What is being asked: Check each line of the data for "units" and select those that have it.

[[ Material for this task open ]]

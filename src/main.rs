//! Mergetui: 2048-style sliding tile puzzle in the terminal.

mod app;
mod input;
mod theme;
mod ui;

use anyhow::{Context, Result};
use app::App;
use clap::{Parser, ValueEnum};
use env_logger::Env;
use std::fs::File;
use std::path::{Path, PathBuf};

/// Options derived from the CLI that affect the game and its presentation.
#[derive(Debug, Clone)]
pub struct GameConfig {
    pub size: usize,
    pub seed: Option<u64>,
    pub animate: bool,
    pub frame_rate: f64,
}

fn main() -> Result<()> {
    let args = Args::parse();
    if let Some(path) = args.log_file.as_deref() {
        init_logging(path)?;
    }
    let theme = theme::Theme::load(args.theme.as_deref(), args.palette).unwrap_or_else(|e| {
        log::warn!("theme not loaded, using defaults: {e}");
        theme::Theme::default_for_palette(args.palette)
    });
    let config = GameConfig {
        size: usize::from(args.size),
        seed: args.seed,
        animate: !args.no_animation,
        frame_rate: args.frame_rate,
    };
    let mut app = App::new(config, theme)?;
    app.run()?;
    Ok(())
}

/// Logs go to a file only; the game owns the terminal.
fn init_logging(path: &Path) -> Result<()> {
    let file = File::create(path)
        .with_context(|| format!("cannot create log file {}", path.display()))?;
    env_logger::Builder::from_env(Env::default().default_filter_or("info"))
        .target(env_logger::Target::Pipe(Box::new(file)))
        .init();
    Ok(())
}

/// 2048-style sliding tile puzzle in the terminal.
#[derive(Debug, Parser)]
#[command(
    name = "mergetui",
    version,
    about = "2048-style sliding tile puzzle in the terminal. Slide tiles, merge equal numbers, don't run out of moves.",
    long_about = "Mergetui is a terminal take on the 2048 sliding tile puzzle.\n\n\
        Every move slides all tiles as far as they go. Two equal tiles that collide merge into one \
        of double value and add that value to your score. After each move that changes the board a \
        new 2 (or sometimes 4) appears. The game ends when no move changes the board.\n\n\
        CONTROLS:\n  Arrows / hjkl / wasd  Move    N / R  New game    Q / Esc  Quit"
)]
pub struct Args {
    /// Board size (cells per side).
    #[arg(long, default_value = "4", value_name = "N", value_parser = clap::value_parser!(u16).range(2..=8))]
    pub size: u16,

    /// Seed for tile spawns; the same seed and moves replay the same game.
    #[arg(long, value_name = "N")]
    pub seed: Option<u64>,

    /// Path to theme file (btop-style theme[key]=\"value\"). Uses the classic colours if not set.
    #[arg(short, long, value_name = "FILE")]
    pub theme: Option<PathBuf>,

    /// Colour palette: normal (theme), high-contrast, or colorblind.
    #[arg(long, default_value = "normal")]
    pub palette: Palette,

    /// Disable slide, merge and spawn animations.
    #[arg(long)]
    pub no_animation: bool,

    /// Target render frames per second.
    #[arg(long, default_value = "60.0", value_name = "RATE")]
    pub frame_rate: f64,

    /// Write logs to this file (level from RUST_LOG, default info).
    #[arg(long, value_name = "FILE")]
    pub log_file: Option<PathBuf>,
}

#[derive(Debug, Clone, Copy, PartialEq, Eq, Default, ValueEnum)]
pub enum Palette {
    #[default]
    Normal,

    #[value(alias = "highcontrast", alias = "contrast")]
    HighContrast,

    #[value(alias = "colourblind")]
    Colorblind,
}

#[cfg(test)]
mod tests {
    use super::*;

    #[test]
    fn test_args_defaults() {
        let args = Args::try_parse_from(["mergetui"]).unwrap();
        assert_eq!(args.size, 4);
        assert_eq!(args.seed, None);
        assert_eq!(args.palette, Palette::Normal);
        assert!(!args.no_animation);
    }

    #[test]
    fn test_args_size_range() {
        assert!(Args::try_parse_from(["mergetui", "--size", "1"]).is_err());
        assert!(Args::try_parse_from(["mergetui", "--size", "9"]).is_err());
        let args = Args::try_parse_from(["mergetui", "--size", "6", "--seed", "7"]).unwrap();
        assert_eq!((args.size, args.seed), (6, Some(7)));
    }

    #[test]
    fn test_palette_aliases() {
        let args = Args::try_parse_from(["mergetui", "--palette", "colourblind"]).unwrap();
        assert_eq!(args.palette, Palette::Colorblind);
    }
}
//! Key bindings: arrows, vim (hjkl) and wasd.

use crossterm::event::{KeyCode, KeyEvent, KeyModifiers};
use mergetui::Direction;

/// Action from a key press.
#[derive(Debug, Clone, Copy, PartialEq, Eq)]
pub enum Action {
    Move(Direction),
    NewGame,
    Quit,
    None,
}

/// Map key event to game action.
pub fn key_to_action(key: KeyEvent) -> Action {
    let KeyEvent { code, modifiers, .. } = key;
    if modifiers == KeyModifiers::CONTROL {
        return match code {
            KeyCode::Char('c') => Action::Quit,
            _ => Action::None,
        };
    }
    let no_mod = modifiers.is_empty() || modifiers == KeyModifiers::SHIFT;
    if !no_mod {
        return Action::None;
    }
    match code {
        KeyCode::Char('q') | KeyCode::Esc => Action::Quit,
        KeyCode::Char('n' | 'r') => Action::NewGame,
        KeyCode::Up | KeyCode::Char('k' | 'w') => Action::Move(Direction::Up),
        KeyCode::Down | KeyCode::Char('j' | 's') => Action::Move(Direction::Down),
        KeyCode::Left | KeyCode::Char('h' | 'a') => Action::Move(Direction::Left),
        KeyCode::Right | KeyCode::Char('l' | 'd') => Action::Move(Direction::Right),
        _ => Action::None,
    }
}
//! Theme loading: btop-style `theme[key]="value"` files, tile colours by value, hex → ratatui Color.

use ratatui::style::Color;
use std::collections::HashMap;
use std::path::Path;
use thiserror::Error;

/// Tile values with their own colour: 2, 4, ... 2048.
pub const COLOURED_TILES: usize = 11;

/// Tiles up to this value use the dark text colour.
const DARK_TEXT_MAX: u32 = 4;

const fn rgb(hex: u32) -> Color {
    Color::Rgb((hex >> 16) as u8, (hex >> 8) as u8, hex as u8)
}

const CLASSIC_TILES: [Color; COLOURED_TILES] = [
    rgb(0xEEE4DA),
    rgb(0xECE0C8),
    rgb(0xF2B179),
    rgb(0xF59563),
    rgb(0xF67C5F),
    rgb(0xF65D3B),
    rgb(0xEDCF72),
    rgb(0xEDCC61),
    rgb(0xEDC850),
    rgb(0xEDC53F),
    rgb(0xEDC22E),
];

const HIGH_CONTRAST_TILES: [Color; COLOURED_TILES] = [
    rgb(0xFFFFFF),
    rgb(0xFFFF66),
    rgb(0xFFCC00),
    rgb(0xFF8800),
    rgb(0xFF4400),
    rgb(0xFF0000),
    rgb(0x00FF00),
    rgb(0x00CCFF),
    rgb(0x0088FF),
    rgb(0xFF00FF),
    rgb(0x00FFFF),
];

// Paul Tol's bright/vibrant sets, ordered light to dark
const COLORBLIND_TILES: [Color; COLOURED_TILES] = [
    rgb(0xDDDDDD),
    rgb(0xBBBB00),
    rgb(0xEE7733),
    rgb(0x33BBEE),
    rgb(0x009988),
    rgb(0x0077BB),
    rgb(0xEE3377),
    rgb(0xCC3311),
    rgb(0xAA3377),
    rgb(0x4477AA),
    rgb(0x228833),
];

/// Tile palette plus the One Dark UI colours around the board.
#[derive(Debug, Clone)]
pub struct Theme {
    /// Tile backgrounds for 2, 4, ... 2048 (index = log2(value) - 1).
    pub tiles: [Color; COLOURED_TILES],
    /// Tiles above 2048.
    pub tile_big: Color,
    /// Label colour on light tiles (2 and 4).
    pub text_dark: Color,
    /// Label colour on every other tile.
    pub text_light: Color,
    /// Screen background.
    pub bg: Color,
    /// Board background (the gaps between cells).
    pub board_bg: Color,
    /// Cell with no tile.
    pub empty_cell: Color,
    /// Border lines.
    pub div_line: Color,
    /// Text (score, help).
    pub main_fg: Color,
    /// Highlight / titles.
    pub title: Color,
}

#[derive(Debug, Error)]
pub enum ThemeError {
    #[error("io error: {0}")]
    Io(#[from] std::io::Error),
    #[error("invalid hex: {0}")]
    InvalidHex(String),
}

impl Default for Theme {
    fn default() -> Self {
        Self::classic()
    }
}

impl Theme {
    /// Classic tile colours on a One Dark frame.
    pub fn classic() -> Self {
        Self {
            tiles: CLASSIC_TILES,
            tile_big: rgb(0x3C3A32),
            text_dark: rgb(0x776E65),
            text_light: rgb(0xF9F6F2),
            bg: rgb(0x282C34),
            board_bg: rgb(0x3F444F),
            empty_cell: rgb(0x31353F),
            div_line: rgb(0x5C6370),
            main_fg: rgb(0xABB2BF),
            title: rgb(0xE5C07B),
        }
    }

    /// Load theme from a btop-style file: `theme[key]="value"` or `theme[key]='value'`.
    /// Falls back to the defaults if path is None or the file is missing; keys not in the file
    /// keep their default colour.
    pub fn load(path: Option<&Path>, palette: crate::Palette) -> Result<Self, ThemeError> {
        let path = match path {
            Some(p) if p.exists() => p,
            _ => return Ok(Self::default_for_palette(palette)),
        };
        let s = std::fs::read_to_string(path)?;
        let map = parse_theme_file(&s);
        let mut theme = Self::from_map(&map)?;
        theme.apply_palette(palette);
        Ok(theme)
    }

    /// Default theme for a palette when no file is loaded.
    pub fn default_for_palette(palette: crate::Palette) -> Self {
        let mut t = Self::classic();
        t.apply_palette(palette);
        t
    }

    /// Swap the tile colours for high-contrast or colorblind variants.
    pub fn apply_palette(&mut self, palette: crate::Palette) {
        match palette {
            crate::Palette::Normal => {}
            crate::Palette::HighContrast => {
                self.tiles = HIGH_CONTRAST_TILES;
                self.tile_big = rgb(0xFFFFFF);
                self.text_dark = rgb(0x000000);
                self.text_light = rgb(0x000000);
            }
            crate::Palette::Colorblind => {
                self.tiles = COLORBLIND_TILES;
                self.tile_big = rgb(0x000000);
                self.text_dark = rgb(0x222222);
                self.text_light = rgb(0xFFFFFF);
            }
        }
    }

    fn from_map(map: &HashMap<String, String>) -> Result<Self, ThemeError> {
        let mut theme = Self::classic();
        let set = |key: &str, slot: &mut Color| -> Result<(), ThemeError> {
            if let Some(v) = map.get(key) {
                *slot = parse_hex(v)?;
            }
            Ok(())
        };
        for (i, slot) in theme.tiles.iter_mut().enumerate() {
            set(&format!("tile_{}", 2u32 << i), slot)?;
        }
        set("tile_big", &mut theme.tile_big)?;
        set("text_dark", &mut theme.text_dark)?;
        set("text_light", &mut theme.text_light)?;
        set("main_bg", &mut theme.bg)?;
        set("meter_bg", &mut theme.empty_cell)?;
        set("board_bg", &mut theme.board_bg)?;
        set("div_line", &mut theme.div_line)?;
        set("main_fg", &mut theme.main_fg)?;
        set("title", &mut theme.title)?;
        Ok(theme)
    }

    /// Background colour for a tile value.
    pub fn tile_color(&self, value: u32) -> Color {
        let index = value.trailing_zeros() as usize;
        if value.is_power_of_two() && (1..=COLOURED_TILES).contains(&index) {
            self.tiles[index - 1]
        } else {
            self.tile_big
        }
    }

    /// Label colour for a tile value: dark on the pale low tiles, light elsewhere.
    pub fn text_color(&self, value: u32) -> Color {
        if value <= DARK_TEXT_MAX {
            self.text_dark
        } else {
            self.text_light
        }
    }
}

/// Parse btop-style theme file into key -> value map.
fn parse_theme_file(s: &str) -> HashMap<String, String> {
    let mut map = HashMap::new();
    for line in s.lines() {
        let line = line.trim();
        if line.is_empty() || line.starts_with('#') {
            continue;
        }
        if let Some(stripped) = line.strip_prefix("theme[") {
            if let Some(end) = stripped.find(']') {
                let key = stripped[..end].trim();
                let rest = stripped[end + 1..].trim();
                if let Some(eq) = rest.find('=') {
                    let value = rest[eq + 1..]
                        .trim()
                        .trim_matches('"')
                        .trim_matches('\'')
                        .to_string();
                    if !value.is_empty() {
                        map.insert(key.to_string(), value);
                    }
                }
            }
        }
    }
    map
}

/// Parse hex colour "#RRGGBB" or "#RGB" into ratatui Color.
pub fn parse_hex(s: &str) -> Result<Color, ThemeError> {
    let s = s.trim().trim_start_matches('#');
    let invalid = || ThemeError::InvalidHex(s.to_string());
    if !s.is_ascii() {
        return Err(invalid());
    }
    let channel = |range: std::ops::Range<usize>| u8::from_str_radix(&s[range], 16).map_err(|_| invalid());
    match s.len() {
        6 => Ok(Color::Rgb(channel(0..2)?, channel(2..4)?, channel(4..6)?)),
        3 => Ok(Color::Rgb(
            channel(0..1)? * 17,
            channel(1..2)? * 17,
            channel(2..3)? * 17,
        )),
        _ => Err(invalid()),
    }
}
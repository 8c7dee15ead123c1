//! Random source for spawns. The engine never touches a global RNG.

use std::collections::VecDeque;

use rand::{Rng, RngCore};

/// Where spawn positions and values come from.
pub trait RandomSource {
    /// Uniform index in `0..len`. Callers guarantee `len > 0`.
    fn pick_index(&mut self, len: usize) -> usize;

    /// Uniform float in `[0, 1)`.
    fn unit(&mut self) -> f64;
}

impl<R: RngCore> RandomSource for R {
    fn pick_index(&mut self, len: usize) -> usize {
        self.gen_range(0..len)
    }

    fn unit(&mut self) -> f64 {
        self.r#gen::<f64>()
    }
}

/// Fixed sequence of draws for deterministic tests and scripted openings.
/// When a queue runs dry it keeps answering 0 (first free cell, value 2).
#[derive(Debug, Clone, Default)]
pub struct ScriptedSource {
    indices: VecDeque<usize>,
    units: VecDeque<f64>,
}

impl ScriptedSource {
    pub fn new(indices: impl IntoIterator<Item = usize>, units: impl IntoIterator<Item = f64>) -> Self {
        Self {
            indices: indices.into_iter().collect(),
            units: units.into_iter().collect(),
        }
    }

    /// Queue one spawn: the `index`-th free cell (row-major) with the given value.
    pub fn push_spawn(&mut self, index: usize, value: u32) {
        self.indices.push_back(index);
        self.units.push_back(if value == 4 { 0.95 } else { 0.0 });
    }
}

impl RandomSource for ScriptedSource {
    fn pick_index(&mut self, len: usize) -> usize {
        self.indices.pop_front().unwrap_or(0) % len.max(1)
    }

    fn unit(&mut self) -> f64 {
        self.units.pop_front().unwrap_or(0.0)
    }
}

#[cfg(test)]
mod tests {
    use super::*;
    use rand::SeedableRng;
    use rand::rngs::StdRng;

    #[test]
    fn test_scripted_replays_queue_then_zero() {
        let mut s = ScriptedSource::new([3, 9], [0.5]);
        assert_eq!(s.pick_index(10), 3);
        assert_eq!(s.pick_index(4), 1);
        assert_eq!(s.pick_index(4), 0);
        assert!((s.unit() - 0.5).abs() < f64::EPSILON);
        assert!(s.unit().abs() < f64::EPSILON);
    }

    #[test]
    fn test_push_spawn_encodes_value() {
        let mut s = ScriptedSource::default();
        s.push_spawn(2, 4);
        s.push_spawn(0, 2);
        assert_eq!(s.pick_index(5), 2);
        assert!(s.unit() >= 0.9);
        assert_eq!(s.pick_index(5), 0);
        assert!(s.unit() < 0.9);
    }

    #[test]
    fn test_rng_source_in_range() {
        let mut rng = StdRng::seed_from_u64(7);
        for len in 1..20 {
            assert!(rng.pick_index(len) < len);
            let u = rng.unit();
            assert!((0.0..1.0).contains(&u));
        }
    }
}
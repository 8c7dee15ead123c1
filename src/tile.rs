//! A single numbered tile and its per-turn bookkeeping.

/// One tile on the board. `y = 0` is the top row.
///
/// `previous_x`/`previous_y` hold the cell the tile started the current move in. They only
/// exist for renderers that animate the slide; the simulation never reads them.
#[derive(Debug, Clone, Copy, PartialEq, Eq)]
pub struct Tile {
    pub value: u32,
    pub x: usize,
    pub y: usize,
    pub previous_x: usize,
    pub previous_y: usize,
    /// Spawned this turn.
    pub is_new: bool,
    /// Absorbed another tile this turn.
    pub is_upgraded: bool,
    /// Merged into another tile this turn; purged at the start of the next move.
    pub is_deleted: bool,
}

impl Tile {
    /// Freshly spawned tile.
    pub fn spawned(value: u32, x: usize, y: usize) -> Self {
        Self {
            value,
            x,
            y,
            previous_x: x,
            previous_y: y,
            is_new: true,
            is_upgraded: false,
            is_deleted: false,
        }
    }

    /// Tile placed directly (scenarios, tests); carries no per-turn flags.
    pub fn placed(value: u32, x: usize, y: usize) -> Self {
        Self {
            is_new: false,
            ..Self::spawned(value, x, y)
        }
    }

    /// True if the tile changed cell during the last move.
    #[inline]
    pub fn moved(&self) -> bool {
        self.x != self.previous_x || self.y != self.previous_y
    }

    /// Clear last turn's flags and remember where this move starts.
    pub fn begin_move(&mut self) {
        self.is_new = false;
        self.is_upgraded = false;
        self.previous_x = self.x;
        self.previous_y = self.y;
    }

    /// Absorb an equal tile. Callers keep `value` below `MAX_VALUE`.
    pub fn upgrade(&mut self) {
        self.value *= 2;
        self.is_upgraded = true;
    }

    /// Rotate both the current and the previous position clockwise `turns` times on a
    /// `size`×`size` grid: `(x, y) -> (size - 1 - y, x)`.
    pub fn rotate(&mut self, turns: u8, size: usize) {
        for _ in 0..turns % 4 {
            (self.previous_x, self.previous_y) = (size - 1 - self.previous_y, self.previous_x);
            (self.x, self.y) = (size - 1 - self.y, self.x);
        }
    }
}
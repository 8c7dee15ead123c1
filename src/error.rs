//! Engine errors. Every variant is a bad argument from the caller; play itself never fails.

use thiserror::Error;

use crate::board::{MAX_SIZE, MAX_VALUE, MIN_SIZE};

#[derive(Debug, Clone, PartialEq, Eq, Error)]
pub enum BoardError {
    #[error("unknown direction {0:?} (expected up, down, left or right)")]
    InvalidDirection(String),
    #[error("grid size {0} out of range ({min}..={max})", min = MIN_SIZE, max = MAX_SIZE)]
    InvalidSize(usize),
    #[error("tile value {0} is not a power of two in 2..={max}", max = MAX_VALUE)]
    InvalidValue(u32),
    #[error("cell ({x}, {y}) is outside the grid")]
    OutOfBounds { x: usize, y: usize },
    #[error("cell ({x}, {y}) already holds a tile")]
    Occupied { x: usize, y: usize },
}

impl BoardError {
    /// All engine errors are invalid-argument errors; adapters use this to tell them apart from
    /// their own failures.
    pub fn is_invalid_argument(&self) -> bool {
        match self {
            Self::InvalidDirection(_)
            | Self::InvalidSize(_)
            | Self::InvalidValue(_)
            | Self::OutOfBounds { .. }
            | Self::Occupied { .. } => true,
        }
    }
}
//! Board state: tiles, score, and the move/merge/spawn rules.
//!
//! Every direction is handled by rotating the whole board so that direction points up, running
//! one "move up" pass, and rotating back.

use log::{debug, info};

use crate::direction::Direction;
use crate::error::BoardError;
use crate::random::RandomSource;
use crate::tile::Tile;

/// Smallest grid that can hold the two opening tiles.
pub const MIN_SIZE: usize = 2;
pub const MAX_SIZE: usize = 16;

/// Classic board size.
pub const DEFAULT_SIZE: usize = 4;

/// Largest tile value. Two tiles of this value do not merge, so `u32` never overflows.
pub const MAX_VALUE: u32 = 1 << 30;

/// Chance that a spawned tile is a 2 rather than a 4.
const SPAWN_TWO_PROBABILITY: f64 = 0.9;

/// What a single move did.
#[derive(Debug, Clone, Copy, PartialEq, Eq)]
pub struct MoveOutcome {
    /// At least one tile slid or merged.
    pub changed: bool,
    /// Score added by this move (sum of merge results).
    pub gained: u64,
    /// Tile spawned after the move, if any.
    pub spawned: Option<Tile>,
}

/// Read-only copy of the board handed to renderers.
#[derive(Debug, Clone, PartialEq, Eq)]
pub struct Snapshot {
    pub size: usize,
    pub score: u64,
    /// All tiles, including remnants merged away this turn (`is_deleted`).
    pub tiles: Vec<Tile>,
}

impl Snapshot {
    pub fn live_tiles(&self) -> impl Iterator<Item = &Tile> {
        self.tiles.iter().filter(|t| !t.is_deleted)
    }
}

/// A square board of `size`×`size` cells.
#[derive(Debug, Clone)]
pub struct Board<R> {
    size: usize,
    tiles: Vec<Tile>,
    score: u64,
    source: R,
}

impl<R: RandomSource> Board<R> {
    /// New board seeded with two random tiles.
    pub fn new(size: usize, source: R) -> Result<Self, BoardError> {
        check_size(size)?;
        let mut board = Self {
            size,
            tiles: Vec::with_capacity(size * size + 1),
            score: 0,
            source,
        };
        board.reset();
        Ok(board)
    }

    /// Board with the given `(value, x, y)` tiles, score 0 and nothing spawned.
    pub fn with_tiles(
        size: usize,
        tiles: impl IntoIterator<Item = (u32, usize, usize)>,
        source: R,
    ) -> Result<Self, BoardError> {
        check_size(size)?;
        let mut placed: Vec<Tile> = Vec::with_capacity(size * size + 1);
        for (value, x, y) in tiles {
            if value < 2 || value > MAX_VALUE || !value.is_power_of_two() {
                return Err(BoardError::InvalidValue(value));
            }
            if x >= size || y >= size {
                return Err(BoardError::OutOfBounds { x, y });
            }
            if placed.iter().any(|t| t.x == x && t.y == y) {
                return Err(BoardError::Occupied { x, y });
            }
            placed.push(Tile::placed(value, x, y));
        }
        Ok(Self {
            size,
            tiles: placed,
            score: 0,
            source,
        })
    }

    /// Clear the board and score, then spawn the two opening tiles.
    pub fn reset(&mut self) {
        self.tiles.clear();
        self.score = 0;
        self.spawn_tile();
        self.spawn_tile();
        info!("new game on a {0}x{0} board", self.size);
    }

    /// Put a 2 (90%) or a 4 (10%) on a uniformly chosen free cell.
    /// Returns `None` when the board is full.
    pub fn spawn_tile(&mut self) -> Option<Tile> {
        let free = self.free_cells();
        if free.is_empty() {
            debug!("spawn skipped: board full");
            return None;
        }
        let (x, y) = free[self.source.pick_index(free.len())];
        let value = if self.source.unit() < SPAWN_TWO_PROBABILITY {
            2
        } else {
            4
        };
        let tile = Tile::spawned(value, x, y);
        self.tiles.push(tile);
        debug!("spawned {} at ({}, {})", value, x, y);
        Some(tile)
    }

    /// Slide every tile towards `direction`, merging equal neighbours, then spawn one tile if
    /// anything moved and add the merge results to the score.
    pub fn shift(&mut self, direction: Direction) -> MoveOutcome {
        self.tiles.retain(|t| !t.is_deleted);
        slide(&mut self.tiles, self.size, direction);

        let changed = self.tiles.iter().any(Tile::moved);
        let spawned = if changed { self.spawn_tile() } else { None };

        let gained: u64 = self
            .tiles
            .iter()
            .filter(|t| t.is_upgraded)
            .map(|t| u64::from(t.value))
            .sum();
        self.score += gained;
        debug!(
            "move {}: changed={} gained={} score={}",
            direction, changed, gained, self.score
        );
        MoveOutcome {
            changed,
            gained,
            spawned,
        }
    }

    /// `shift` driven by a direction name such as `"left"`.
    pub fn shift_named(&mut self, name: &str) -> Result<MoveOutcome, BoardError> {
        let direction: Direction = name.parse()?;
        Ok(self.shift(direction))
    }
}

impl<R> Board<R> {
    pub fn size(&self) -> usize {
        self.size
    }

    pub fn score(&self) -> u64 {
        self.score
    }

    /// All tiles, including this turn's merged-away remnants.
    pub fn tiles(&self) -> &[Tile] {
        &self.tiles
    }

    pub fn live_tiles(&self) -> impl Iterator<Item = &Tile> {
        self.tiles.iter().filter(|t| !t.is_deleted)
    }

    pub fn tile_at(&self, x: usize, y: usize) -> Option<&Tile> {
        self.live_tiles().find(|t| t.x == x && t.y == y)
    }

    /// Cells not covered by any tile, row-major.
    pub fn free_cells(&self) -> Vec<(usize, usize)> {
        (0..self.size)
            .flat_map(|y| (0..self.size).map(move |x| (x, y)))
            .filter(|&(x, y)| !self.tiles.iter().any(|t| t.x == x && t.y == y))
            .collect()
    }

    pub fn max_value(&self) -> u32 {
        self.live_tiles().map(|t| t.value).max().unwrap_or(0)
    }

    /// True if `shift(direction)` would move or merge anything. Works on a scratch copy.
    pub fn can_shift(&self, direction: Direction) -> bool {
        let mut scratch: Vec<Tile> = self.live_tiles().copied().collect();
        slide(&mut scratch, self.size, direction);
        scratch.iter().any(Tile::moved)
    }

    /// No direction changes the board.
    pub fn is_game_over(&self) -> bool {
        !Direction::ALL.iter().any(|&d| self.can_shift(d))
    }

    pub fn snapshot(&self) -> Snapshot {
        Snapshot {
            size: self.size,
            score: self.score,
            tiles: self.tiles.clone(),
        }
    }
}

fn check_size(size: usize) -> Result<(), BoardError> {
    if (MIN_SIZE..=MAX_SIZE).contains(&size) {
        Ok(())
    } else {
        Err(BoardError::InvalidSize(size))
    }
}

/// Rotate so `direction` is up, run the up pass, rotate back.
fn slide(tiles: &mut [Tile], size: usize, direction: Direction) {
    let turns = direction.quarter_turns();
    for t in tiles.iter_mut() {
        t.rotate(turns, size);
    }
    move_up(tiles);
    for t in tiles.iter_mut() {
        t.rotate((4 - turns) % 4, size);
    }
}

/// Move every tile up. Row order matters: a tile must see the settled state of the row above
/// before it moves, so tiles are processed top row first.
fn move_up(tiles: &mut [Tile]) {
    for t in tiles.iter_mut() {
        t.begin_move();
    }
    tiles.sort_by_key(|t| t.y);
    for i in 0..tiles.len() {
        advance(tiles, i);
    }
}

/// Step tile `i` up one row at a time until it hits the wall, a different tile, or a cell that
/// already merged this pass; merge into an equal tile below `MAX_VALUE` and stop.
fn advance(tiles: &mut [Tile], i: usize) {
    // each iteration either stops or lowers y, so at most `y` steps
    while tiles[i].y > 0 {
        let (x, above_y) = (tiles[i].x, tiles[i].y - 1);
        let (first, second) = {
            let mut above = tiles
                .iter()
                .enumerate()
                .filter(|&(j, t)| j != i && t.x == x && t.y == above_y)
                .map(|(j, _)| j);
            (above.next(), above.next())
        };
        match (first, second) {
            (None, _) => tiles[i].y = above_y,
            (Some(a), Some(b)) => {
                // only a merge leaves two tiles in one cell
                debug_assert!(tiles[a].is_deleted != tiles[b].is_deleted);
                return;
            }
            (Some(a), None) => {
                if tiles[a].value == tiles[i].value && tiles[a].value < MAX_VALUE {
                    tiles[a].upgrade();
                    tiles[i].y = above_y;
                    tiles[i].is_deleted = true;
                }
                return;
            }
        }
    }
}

[[ Material for this task closed ]]

Solution to the problem:
    units: VecDeque<f64>,
    pub fn new(indices: impl IntoIterator<Item = usize>, units: impl IntoIterator<Item = f64>) -> Self {
            units: units.into_iter().collect(),
        self.units.push_back(if value == 4 { 0.95 } else { 0.0 });
        self.units.pop_front().unwrap_or(0.0)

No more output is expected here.